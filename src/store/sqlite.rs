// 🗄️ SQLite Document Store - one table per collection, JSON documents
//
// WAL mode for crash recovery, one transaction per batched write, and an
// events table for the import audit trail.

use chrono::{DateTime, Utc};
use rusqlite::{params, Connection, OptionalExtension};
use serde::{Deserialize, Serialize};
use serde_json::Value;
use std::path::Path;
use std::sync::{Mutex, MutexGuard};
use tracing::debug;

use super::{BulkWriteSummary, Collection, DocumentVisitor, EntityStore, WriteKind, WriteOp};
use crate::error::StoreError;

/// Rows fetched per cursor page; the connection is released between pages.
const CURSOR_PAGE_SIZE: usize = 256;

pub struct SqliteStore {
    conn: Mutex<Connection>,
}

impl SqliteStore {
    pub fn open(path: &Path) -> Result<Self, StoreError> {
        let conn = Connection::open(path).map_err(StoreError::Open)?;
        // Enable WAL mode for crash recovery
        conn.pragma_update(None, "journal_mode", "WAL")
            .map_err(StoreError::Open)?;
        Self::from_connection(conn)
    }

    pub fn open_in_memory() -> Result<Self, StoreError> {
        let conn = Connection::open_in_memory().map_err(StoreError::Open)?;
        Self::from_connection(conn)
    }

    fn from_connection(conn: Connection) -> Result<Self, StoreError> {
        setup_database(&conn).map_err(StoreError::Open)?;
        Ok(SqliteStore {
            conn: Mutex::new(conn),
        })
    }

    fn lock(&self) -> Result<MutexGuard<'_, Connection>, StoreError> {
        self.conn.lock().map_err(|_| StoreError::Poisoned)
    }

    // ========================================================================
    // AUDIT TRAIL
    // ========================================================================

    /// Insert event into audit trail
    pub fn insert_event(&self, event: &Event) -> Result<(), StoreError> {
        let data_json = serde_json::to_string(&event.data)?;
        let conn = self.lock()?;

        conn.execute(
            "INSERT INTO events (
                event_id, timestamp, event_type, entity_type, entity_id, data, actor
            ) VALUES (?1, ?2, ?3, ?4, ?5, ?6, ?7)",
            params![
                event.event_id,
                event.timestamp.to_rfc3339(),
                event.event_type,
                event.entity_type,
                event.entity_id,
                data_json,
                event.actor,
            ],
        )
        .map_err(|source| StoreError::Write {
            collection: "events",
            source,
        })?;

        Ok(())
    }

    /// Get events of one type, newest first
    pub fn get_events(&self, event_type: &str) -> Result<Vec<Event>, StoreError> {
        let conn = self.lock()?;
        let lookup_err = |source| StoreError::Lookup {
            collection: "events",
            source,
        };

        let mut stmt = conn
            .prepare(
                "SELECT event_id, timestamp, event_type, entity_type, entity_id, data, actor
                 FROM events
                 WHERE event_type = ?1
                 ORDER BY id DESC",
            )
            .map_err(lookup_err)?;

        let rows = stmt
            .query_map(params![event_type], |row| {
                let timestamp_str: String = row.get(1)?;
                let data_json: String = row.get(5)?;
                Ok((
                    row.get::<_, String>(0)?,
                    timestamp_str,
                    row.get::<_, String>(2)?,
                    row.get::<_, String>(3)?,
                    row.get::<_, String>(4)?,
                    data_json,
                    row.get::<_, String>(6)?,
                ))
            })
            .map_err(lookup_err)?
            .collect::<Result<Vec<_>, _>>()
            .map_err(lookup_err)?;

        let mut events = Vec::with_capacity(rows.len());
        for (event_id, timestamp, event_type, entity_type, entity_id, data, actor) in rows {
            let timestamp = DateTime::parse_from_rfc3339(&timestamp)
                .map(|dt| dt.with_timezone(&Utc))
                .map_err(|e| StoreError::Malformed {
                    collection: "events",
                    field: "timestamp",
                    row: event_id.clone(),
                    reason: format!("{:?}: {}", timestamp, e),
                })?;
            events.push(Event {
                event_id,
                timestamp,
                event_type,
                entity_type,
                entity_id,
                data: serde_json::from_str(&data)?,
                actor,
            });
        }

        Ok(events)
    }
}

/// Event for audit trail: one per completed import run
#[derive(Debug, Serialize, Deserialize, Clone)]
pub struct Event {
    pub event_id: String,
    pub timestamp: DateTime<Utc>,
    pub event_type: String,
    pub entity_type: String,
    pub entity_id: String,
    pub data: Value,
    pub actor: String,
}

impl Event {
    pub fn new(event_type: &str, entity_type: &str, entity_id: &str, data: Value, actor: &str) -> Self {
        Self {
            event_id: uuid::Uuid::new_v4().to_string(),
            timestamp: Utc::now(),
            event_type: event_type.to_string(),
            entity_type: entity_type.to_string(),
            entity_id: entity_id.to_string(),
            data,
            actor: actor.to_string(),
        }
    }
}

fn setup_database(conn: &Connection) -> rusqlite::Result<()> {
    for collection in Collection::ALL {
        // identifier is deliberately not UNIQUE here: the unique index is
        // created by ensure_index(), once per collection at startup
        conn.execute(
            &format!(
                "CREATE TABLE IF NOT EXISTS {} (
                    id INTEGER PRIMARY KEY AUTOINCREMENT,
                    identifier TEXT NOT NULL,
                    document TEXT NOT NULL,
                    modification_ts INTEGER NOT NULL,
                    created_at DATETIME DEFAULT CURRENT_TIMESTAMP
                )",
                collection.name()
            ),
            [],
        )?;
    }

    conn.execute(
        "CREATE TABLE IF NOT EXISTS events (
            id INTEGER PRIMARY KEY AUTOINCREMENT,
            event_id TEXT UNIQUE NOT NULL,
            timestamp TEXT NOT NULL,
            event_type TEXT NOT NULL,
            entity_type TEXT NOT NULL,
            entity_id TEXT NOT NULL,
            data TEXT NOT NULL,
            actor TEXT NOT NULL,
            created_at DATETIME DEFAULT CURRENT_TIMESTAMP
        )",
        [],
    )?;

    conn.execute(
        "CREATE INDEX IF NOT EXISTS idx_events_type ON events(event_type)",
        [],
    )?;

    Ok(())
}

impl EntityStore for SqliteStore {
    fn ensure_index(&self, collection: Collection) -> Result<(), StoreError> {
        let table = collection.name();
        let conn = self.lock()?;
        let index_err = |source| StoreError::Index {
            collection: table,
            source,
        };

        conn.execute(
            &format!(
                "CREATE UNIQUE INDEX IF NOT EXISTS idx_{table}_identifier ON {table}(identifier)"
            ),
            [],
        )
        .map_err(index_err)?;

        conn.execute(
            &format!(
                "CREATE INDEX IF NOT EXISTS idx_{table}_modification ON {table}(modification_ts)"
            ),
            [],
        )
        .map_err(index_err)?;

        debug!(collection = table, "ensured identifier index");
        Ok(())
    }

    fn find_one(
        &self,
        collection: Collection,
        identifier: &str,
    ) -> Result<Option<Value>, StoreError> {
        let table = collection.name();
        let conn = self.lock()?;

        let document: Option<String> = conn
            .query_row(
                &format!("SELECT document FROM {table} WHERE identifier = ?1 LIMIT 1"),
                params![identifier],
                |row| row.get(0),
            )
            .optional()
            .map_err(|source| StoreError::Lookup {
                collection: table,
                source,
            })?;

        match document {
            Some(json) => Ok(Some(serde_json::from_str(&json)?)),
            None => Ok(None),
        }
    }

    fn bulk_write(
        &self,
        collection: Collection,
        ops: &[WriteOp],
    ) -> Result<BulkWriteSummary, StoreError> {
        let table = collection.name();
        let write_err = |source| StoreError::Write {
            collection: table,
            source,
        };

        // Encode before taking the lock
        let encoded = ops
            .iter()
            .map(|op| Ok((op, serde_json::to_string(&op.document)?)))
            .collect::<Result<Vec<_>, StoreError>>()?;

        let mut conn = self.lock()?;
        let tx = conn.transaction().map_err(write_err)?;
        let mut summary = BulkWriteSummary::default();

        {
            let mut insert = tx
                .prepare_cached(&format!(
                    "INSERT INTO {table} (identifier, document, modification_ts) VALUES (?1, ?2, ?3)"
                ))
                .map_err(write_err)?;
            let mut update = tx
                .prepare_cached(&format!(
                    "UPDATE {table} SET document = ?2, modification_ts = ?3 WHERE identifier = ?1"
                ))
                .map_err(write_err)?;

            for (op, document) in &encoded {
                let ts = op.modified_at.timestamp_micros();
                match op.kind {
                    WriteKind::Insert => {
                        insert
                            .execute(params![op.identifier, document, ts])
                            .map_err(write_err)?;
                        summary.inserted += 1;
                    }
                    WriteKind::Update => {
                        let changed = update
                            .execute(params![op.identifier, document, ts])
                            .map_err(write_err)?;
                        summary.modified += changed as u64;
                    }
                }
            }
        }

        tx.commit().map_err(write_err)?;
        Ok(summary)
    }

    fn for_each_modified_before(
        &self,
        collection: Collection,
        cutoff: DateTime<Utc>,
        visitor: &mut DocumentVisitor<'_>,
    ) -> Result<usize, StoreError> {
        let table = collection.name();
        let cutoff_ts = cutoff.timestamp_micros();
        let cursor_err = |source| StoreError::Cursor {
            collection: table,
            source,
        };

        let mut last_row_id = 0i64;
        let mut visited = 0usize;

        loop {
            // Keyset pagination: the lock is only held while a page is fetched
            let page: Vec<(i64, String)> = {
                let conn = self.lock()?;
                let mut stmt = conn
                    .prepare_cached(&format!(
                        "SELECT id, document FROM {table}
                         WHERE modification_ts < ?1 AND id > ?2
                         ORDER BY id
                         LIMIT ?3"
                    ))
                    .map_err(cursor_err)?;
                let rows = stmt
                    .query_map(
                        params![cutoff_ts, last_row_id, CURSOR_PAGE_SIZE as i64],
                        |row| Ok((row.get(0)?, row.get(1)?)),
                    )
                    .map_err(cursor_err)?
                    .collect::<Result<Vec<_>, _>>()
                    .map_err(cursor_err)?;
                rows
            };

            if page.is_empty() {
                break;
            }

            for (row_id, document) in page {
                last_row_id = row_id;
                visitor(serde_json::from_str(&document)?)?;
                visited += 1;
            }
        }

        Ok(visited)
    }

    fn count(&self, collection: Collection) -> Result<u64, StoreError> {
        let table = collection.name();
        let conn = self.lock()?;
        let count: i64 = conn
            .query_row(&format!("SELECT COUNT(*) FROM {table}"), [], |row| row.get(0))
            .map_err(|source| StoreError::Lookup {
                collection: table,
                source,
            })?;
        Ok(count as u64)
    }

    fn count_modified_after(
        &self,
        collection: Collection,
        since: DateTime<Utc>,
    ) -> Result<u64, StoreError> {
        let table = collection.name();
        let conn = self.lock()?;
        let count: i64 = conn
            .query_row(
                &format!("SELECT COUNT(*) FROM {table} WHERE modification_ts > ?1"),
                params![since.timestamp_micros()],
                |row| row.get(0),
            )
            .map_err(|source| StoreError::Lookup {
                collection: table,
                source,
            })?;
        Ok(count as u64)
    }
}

----------

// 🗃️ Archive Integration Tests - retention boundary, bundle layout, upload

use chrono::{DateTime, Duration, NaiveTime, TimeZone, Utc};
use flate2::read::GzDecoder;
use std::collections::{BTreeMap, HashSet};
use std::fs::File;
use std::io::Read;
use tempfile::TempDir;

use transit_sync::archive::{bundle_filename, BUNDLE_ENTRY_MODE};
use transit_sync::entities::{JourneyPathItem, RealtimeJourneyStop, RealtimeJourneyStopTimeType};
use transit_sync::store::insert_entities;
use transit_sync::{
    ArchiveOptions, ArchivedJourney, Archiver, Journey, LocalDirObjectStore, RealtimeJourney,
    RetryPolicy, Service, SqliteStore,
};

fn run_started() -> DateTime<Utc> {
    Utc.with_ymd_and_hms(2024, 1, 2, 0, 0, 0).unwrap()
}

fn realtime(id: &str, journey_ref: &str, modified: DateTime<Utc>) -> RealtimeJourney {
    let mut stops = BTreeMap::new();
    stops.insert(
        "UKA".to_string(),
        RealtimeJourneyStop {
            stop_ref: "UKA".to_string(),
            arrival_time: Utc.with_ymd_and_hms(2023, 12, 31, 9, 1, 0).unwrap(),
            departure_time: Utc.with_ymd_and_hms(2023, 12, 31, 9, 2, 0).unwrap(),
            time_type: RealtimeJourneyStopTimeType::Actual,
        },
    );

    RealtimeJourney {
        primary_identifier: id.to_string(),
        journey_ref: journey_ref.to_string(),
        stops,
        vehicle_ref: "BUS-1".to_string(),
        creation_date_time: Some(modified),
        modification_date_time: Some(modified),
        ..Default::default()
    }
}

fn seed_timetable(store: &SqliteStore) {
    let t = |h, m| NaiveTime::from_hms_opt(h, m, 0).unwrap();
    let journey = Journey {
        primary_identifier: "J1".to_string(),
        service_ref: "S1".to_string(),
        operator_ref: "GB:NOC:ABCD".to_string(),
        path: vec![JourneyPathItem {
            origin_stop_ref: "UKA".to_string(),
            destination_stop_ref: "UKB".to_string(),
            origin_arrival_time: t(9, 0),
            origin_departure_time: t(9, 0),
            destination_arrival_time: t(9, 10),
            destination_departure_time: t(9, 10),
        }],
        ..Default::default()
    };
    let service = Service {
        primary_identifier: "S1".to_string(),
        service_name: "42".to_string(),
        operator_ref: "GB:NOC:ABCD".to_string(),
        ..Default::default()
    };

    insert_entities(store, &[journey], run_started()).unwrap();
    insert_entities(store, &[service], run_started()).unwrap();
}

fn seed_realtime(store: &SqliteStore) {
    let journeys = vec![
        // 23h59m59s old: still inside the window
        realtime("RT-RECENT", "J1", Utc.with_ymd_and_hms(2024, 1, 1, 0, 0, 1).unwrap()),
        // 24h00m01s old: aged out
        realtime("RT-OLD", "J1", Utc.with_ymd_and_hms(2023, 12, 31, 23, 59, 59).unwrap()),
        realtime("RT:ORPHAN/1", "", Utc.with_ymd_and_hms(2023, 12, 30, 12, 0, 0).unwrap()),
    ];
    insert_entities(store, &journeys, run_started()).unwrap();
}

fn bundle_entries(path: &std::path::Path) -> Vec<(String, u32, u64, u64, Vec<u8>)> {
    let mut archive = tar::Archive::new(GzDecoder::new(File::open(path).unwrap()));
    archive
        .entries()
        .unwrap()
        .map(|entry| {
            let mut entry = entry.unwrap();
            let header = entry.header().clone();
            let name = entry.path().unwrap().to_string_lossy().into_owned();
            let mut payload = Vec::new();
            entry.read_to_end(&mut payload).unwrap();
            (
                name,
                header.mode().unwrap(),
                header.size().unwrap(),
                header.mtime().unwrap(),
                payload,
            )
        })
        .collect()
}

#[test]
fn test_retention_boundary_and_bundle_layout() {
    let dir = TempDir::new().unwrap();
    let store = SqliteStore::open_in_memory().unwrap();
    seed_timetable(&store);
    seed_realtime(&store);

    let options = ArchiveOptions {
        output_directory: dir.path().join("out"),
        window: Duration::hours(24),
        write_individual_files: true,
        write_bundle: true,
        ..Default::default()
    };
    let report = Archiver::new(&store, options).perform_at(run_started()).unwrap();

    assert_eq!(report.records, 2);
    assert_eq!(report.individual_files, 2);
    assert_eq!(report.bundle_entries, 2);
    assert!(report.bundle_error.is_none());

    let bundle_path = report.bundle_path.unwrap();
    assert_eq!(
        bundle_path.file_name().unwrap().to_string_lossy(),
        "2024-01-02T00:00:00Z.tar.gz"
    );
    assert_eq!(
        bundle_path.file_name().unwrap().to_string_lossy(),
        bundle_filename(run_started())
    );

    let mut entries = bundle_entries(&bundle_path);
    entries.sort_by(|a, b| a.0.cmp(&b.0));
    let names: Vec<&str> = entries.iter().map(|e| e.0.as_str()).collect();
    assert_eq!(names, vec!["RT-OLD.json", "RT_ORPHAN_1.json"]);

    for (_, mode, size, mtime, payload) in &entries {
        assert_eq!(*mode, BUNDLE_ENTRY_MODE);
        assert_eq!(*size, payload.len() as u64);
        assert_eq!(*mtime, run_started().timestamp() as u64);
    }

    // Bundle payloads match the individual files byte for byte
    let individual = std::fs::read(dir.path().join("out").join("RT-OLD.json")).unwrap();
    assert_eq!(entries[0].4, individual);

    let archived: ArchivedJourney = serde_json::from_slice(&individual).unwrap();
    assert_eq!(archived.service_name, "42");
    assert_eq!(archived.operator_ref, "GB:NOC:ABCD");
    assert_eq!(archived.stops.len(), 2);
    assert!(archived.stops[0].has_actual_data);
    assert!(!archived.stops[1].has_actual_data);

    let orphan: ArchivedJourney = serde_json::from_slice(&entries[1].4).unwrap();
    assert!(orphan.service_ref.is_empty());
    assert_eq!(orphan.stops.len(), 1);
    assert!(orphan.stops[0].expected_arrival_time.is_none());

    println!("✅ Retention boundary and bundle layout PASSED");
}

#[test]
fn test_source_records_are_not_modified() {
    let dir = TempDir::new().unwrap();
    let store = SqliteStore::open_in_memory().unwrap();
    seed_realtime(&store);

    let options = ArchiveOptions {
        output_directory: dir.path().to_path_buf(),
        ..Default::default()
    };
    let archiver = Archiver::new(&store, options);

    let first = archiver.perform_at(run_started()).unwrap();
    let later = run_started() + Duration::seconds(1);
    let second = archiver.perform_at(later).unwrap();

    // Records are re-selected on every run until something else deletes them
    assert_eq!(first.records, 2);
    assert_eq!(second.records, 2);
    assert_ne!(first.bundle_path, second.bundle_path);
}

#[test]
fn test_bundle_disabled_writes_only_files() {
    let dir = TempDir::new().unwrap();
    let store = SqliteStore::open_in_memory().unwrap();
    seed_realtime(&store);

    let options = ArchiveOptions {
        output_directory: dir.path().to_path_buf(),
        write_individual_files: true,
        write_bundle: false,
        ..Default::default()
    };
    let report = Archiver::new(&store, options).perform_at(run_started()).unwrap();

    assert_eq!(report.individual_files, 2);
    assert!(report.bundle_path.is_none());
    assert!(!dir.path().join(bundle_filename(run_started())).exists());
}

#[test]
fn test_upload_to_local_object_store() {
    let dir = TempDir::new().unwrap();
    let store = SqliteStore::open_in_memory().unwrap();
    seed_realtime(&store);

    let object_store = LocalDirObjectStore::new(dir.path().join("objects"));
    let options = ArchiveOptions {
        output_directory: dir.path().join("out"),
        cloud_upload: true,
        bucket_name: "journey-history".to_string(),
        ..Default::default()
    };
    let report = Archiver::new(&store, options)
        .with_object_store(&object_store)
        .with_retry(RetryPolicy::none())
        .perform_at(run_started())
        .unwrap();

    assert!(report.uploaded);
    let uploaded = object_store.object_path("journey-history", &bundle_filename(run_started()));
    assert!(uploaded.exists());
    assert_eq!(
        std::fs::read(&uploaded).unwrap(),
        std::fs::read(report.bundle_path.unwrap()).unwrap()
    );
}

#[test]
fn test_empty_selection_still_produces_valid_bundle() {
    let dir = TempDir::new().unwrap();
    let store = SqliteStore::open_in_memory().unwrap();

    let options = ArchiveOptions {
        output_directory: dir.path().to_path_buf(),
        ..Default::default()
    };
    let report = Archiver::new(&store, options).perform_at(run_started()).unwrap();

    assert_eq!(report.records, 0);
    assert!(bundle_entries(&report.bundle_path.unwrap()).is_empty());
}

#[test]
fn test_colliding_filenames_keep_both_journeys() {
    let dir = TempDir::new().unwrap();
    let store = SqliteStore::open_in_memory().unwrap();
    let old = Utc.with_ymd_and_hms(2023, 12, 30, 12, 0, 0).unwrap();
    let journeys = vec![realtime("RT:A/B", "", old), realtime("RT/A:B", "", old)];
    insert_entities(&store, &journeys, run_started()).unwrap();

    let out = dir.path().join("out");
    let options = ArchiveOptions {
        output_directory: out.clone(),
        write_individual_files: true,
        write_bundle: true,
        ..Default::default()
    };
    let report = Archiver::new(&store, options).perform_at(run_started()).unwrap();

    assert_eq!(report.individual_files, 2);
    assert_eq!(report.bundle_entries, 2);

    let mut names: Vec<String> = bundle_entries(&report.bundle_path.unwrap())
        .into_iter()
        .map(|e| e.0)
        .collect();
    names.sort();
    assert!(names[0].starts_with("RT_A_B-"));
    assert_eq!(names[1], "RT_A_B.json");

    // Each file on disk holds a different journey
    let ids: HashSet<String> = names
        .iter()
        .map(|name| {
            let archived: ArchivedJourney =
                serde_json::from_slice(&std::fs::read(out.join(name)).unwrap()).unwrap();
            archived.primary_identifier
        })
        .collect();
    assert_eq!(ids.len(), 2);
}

----------

Nothing but a number should be given: the count of lines above that include the string "Serialize".

• Task output:
2